■ DIRECTIONS ■
Will you give the material below again, every line exactly as it is?

■ INPUT ■
----
//! Error types for compiling templates, defining components and driving the
//! runtime.
//!
//! Compile and definition errors are fatal for the template or component they
//! concern and are always returned to the caller. Runtime evaluation problems
//! (a broken event handler, an expression that fails on the current values)
//! are not errors at this level: they are logged and rendering continues.

use enso_markup::MarkupError;
use thiserror::Error;

use crate::runtime::InstanceId;

/// Failure while compiling markup into a [`Blueprint`](crate::Blueprint).
#[derive(Debug, Error)]
pub enum CompileError {
    /// The markup itself could not be parsed.
    #[error(transparent)]
    Markup(#[from] MarkupError),

    /// An expression in a text node, bound attribute or directive did not compile.
    #[error("invalid expression in {location}: {message}")]
    Expression { location: String, message: String },

    /// A `*` directive attribute that no registered parser claims.
    #[error("unsupported directive '{attribute}'")]
    UnsupportedDirective { attribute: String },
}

/// Failure while loading template or style text through a
/// [`ResourceLoader`](crate::ResourceLoader).
#[derive(Debug, Error)]
pub enum LoadError {
    #[error("resource not found: {0}")]
    NotFound(String),

    #[error("failed to read {path}: {source}")]
    Io {
        path: String,
        #[source]
        source: std::io::Error,
    },
}

/// Failure while building or registering a component definition.
#[derive(Debug, Error)]
pub enum DefinitionError {
    /// A property declared an attribute type other than Boolean, Number or String.
    #[error("component attribute '{property}' has unsupported type '{ty}'")]
    UnsupportedAttributeType { property: String, ty: String },

    /// Custom element names must be lowercase and contain a hyphen.
    #[error("invalid component tag '{0}': tags must be lowercase and contain a '-'")]
    InvalidTag(String),

    #[error("component '{0}' is already defined")]
    DuplicateTag(String),

    /// A manifest had neither inline template text nor a template file.
    #[error("component '{0}' has no template")]
    MissingTemplate(String),

    #[error("invalid component manifest: {0}")]
    Manifest(#[from] serde_yaml::Error),

    #[error(transparent)]
    Compile(#[from] CompileError),

    #[error(transparent)]
    Load(#[from] LoadError),
}

/// Failure of a runtime operation addressed to the wrong kind of instance.
#[derive(Debug, Error, PartialEq, Eq)]
pub enum RuntimeError {
    #[error("no component is defined for tag '{0}'")]
    UnknownTag(String),

    #[error("instance {0} is not a component")]
    NotAComponent(InstanceId),
}

#[cfg(test)]
mod tests {
    use super::*;

    #[test]
    fn test_compile_error_names_attribute() {
        let err = CompileError::UnsupportedDirective {
            attribute: "*for".into(),
        };
        assert!(err.to_string().contains("*for"));
    }

    #[test]
    fn test_definition_error_wraps_compile_error() {
        let err: DefinitionError = CompileError::UnsupportedDirective {
            attribute: "*repeat".into(),
        }
        .into();
        assert!(matches!(err, DefinitionError::Compile(_)));
        assert!(err.to_string().contains("*repeat"));
    }

    #[test]
    fn test_unsupported_type_message() {
        let err = DefinitionError::UnsupportedAttributeType {
            property: "when".into(),
            ty: "Date".into(),
        };
        assert_eq!(
            err.to_string(),
            "component attribute 'when' has unsupported type 'Date'"
        );
    }
}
----
■ ANSWER TO THIS PROBLEM ■
//! Error types for compiling templates, defining components and driving the
//! runtime.
//!
//! Compile and definition errors are fatal for the template or component they
//! concern and are always returned to the caller. Runtime evaluation problems
//! (a broken event handler, an expression that fails on the current values)
//! are not errors at this level: they are logged and rendering continues.

use enso_markup::MarkupError;
use thiserror::Error;

use crate::runtime::InstanceId;

/// Failure while compiling markup into a [`Blueprint`](crate::Blueprint).
#[derive(Debug, Error)]
pub enum CompileError {
    /// The markup itself could not be parsed.
    #[error(transparent)]
    Markup(#[from] MarkupError),

    /// An expression in a text node, bound attribute or directive did not compile.
    #[error("invalid expression in {location}: {message}")]
    Expression { location: String, message: String },

    /// A `*` directive attribute that no registered parser claims.
    #[error("unsupported directive '{attribute}'")]
    UnsupportedDirective { attribute: String },
}

/// Failure while loading template or style text through a
/// [`ResourceLoader`](crate::ResourceLoader).
#[derive(Debug, Error)]
pub enum LoadError {
    #[error("resource not found: {0}")]
    NotFound(String),

    #[error("failed to read {path}: {source}")]
    Io {
        path: String,
        #[source]
        source: std::io::Error,
    },
}

/// Failure while building or registering a component definition.
#[derive(Debug, Error)]
pub enum DefinitionError {
    /// A property declared an attribute type other than Boolean, Number or String.
    #[error("component attribute '{property}' has unsupported type '{ty}'")]
    UnsupportedAttributeType { property: String, ty: String },

    /// Custom element names must be lowercase and contain a hyphen.
    #[error("invalid component tag '{0}': tags must be lowercase and contain a '-'")]
    InvalidTag(String),

    #[error("component '{0}' is already defined")]
    DuplicateTag(String),

    /// A manifest had neither inline template text nor a template file.
    #[error("component '{0}' has no template")]
    MissingTemplate(String),

    #[error("invalid component manifest: {0}")]
    Manifest(#[from] serde_yaml::Error),

    #[error(transparent)]
    Compile(#[from] CompileError),

    #[error(transparent)]
    Load(#[from] LoadError),
}

/// Failure of a runtime operation addressed to the wrong kind of instance.
#[derive(Debug, Error, PartialEq, Eq)]
pub enum RuntimeError {
    #[error("no component is defined for tag '{0}'")]
    UnknownTag(String),

    #[error("instance {0} is not a component")]
    NotAComponent(InstanceId),
}

#[cfg(test)]
mod tests {
    use super::*;

    #[test]
    fn test_compile_error_names_attribute() {
        let err = CompileError::UnsupportedDirective {
            attribute: "*for".into(),
        };
        assert!(err.to_string().contains("*for"));
    }

    #[test]
    fn test_definition_error_wraps_compile_error() {
        let err: DefinitionError = CompileError::UnsupportedDirective {
            attribute: "*repeat".into(),
        }
        .into();
        assert!(matches!(err, DefinitionError::Compile(_)));
        assert!(err.to_string().contains("*repeat"));
    }

    #[test]
    fn test_unsupported_type_message() {
        let err = DefinitionError::UnsupportedAttributeType {
            property: "when".into(),
            ty: "Date".into(),
        };
        assert_eq!(
            err.to_string(),
            "component attribute 'when' has unsupported type 'Date'"
        );
    }
}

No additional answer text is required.